‘Yoga has been stretched into a new entity, one far removed from the cultural circumstances that first spawned.’
 ‘Yoga has been stretched into a new entity, one far removed from the cultural circumstances that first spawned.’ Photograph: Alamy

Last time I tried to do a yoga class, an angry Australian man the consistency of a cheesestring shouted at me for “flooding my system with empty wetness”, after I tried to drink some water. I was in some foul-smelling corner of a north London leisure centre surrounded by people in petrol spill Lycra, listening to the slow release of methane while the receptionist outside did a little light filing to Magic FM. It was about as far from the gurus of northern India as it is possible to be. And yet, as long as nobody actually harms themselves in the classes, I would defend even his right to practise yoga in any way he wishes, the wiry Antipodean arsehole.

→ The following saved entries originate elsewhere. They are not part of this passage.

//! Sample-level processing applied between decoding and WAV export.

use rubato::{FftFixedIn, Resampler};
use std::f32::consts::PI;

use crate::error::TranscodeError;

/// Input frames per resampler chunk; rubato rounds it to what the rate ratio needs.
const RESAMPLE_CHUNK: usize = 1024;

fn resample_error(e: impl std::fmt::Display) -> TranscodeError {
    TranscodeError::Resample(e.to_string())
}

fn deinterleave(samples: &[f32], channels: usize) -> Vec<Vec<f32>> {
    (0..channels)
        .map(|channel| samples.iter().skip(channel).step_by(channels).copied().collect())
        .collect()
}

fn append(output: &mut [Vec<f32>], chunk: Vec<Vec<f32>>) {
    for (channel, samples) in output.iter_mut().zip(chunk) {
        channel.extend(samples);
    }
}

/// Band-limited resampling of interleaved samples.
///
/// The output has exactly `frames * to_rate / from_rate` frames, aligned with the input
/// (the resampler's own delay is cut off).
pub fn resample(
    samples: &[f32],
    channels: usize,
    from_rate: u32,
    to_rate: u32,
) -> Result<Vec<f32>, TranscodeError> {
    if from_rate == to_rate || samples.is_empty() || channels == 0 {
        return Ok(samples.to_vec());
    }

    let in_frames = samples.len() / channels;
    let out_frames = (in_frames as u64 * to_rate as u64 / from_rate as u64) as usize;
    let input = deinterleave(&samples[..in_frames * channels], channels);

    let mut resampler = FftFixedIn::<f32>::new(
        from_rate as usize,
        to_rate as usize,
        RESAMPLE_CHUNK,
        1,
        channels,
    )
    .map_err(resample_error)?;
    let delay = resampler.output_delay();
    let mut output = vec![Vec::with_capacity(delay + out_frames); channels];

    let mut position = 0;
    while in_frames - position >= resampler.input_frames_next() {
        let end = position + resampler.input_frames_next();
        let chunk: Vec<&[f32]> = input.iter().map(|channel| &channel[position..end]).collect();
        append(&mut output, resampler.process(&chunk[..], None).map_err(resample_error)?);
        position = end;
    }

    if position < in_frames {
        let chunk: Vec<&[f32]> = input.iter().map(|channel| &channel[position..]).collect();
        let tail = resampler
            .process_partial(Some(&chunk[..]), None)
            .map_err(resample_error)?;
        append(&mut output, tail);
    }

    // Flush what is still buffered inside the filter
    while output[0].len() < delay + out_frames {
        let flushed = resampler
            .process_partial(None::<&[&[f32]]>, None)
            .map_err(resample_error)?;
        append(&mut output, flushed);
    }

    let mut interleaved = Vec::with_capacity(out_frames * channels);
    for frame in delay..delay + out_frames {
        for channel in &output {
            interleaved.push(channel[frame]);
        }
    }
    Ok(interleaved)
}

/// Average all channels of each frame into one.
pub fn downmix_to_mono(samples: &[f32], channels: usize) -> Vec<f32> {
    if channels <= 1 {
        return samples.to_vec();
    }
    samples
        .chunks_exact(channels)
        .map(|frame| frame.iter().sum::<f32>() / channels as f32)
        .collect()
}

/// Float samples in [-1.0, 1.0] to signed 16-bit PCM.
pub fn to_pcm16(samples: &[f32]) -> Vec<i16> {
    samples
        .iter()
        .map(|&sample| (sample * 32768.0).round().clamp(-32768.0, 32767.0) as i16)
        .collect()
}

/// First-order RC low-pass filter over 16-bit mono samples.
pub fn low_pass(samples: &mut [i16], cutoff_hz: f32, sample_rate: u32) {
    let Some(&first) = samples.first() else {
        return;
    };

    let rc = 1.0 / (2.0 * PI * cutoff_hz);
    let dt = 1.0 / sample_rate as f32;
    let alpha = dt / (rc + dt);

    let mut previous = first as f32;
    for sample in samples.iter_mut() {
        previous += alpha * (*sample as f32 - previous);
        *sample = previous.round().clamp(-32768.0, 32767.0) as i16;
    }
}

#[cfg(test)]
mod tests {
    use super::*;

    fn sine(frequency: f32, sample_rate: u32, frames: usize, amplitude: f32) -> Vec<f32> {
        (0..frames)
            .map(|n| amplitude * (2.0 * PI * frequency * n as f32 / sample_rate as f32).sin())
            .collect()
    }

    fn peak(samples: &[i16]) -> i16 {
        samples.iter().map(|s| s.saturating_abs()).max().unwrap_or(0)
    }

    fn rms(samples: &[f32]) -> f32 {
        (samples.iter().map(|s| s * s).sum::<f32>() / samples.len() as f32).sqrt()
    }

    #[test]
    fn resample_48k_to_44k1_keeps_duration() {
        let input = sine(440.0, 48_000, 48_000, 0.5);
        let output = resample(&input, 1, 48_000, 44_100).unwrap();
        assert_eq!(output.len(), 44_100);

        let stereo: Vec<f32> = input.iter().flat_map(|&s| [s, -s]).collect();
        let output = resample(&stereo, 2, 48_000, 44_100).unwrap();
        assert_eq!(output.len(), 2 * 44_100);
        assert!((output[100] + output[101]).abs() < 1e-6);
    }

    #[test]
    fn resampling_keeps_speech_band_and_drops_tones_above_new_nyquist() {
        let speech = resample(&sine(1_000.0, 48_000, 48_000, 0.5), 1, 48_000, 44_100).unwrap();
        let level = rms(&speech[4_410..39_690]);
        assert!((level - 0.5 / 2f32.sqrt()).abs() < 0.02, "speech level {level}");

        // 23 kHz has no place below 22.05 kHz; it must not fold back as a 21.1 kHz tone
        let ultrasonic =
            resample(&sine(23_000.0, 48_000, 48_000, 0.5), 1, 48_000, 44_100).unwrap();
        let level = rms(&ultrasonic[4_410..39_690]);
        assert!(level < 0.05, "aliased level {level}");
    }

    #[test]
    fn odd_length_input_is_fully_flushed() {
        let input = sine(300.0, 48_000, 4_803, 0.5);
        let output = resample(&input, 1, 48_000, 44_100).unwrap();
        assert_eq!(output.len(), 4_803 * 44_100 / 48_000);
        assert!(output[output.len() - 200..].iter().any(|s| s.abs() > 0.1));
    }

    #[test]
    fn downmix_averages_channels() {
        assert_eq!(downmix_to_mono(&[1.0, 0.0, 0.5, 0.5], 2), vec![0.5, 0.5]);
        assert_eq!(downmix_to_mono(&[0.25, 0.75], 1), vec![0.25, 0.75]);
    }

    #[test]
    fn pcm16_conversion_clamps() {
        assert_eq!(to_pcm16(&[0.0, 0.5, -1.0, 1.0, 2.0]), vec![0, 16384, -32768, 32767, 32767]);
    }

    #[test]
    fn low_pass_keeps_speech_and_cuts_hiss() {
        let rate = 44_100;
        let mut speech = to_pcm16(&sine(300.0, rate, 4410, 0.5));
        let mut hiss = to_pcm16(&sine(12_000.0, rate, 4410, 0.5));

        low_pass(&mut speech, 3000.0, rate);
        low_pass(&mut hiss, 3000.0, rate);

        // Skip the filter's settling time
        assert!(peak(&speech[1000..]) > 14_000);
        assert!(peak(&hiss[1000..]) < 6_000);
    }

    #[test]
    fn empty_input_is_left_alone() {
        let mut empty: Vec<i16> = vec![];
        low_pass(&mut empty, 3000.0, 44_100);
        assert!(resample(&[], 2, 48_000, 44_100).unwrap().is_empty());
    }
}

I am sister to a half-Indian yoga practitioner and daughter to a English yoga teacher, so I have some sympathy with the opinion that “there are cultural issues of implication involved in the practice [of yoga]” – which was the complaint made by staff at the Centre for Students with Disabilities where the free classes took place, and upheld by the Ottawa Student Federation. I would also make the case that yoga, like flour and eggs, can be what you make it.

It may have been a while since I regularly practised, but even I can feel my sphincter twitching into full paschimottanasana at the prospect of yoga being relabelled “mindful stretching”. And yet, for many, this is what yoga is – a little bit of bending. Yoga is not necessarily a religious practice. Nor is it held in aspic. If, as for many, it catalyses an interest in the cultural, spiritual and historical movements that came together to create it then that’s lovely. If you decide to go on a yoga retreat to India and while there go and stay in an ashram and learn more about the unfathomable rules of dharma and karma, then that’s great. If you decide, after a few months of doing yoga down at your local Buddhist centre that you’d actually like to know more about the philosophy behind the yoga sutras, then I’m happy for you. But it is by no means culturally insensitive to go to a free yoga class just because it makes you feel better. Or because you like the bending.

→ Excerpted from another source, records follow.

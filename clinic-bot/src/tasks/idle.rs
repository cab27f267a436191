use async_trait::async_trait;
use dialogue_flow::{DialogueState, Event, Reply, Result, SessionContext, Task, TaskResult};
use std::sync::Arc;
use tracing::{debug, info, warn};

use super::analysis::select_category;
use crate::{
    format::format_info,
    gateway::{Backend, BackendExt},
    menus::{self, MenuCommand},
};

/// Main menu: routes button labels to flows and counts inputs it cannot place
pub struct IdleTask {
    backend: Arc<dyn Backend>,
}

impl IdleTask {
    pub fn new(backend: Arc<dyn Backend>) -> Self {
        Self { backend }
    }

    fn show_main_menu(context: &mut SessionContext) -> Reply {
        context.remember_menu(menus::main_menu());
        menus::main_menu_reply()
    }

    async fn on_menu(&self, command: MenuCommand, context: &mut SessionContext) -> TaskResult {
        match command {
            MenuCommand::Doctors => {
                context.clear_category();
                TaskResult::goto(
                    DialogueState::AwaitingDoctorName,
                    vec![Reply::text(menus::ASK_DOCTOR)],
                )
            }
            MenuCommand::Question => {
                context.clear_category();
                TaskResult::goto(
                    DialogueState::AwaitingQuestion,
                    vec![Reply::text(menus::ASK_QUESTION)],
                )
            }
            MenuCommand::Analyses => self.offer_categories().await,
            MenuCommand::About => {
                let reply = match self.backend.clinic_info().await {
                    Ok(info) => Reply::markdown(format_info(&info)),
                    Err(e) => {
                        warn!("clinic info unavailable: {}", e);
                        Reply::text(menus::INFO_FAILED)
                    }
                };
                TaskResult::wait(vec![reply])
            }
            MenuCommand::Back => {
                let reply = match context.last_menu.clone() {
                    Some(layout) => Reply::text(menus::GOING_BACK).with_keyboard(layout),
                    None => Reply::text(menus::NO_PREVIOUS_MENU),
                };
                TaskResult::wait(vec![reply])
            }
            MenuCommand::Confirm => TaskResult::end(vec![
                Reply::text(menus::referral_message()),
                Self::show_main_menu(context),
            ]),
            MenuCommand::Certificate => TaskResult::wait(vec![]),
        }
    }

    async fn offer_categories(&self) -> TaskResult {
        match self.backend.analysis_categories().await {
            Ok(categories) if categories.is_empty() => {
                TaskResult::wait(vec![Reply::text(menus::CATEGORIES_EMPTY)])
            }
            Ok(categories) => TaskResult::goto(
                DialogueState::AwaitingAnalysisInput,
                vec![
                    Reply::text(menus::CHOOSE_CATEGORY)
                        .with_inline(menus::category_buttons(&categories)),
                ],
            ),
            Err(e) => {
                warn!("analysis categories unavailable: {}", e);
                TaskResult::wait(vec![Reply::text(menus::CATEGORIES_FAILED)])
            }
        }
    }

    fn on_unrecognized(text: &str, context: &mut SessionContext) -> TaskResult {
        if context.register_miss(menus::MISS_THRESHOLD) {
            info!("too many unrecognized inputs, pointing to call center");
            return TaskResult::wait(vec![Reply::text(menus::fallback_message())]);
        }
        debug!(text, attempts = context.unrecognized_attempts, "unrecognized input");
        TaskResult::wait(vec![])
    }
}

#[async_trait]
impl Task for IdleTask {
    fn state(&self) -> DialogueState {
        DialogueState::Idle
    }

    async fn run(&self, event: &Event, context: &mut SessionContext) -> Result<TaskResult> {
        let result = match event {
            Event::Command { name } if name == menus::START_COMMAND => {
                context.clear_category();
                TaskResult::end(vec![Self::show_main_menu(context)])
            }
            Event::Command { .. } | Event::Voice { .. } => TaskResult::wait(vec![]),
            Event::Callback { data } => select_category(self.backend.as_ref(), data, context).await,
            Event::Text { text } => match MenuCommand::parse(text) {
                Some(command) => self.on_menu(command, context).await,
                None => Self::on_unrecognized(text, context),
            },
        };
        Ok(result)
    }
}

There are plenty of things that could, and should, act as a daily reminder of the harm we wreaked through colonialisation; tea, sugar, tobacco, coffee, the word “pyjamas”. We should be wary and we should try to make amends. But in many ways, yoga is often treated with more respect, with greater cultural sensitivity than the people still growing the crops and providing the services upon which we, in the west, rely.

Of course it’s embarrassing to see a grown man in drawstring cotton churidars and a tie-dye vest with the om sign printed across his nipples, crowing about the rigidity of his navasana pose. And of course it’s cloying to listen to a woman in buttock-sucking high-shine leggings talking about the chi in her smoothie as she wafts out of an eye-wateringly expensive yoga class held on the fourth floor of some metropolitan members club. And, of course, it’s all a long way from the philosophical and physiological practices put down by Patanjali in around 100BC.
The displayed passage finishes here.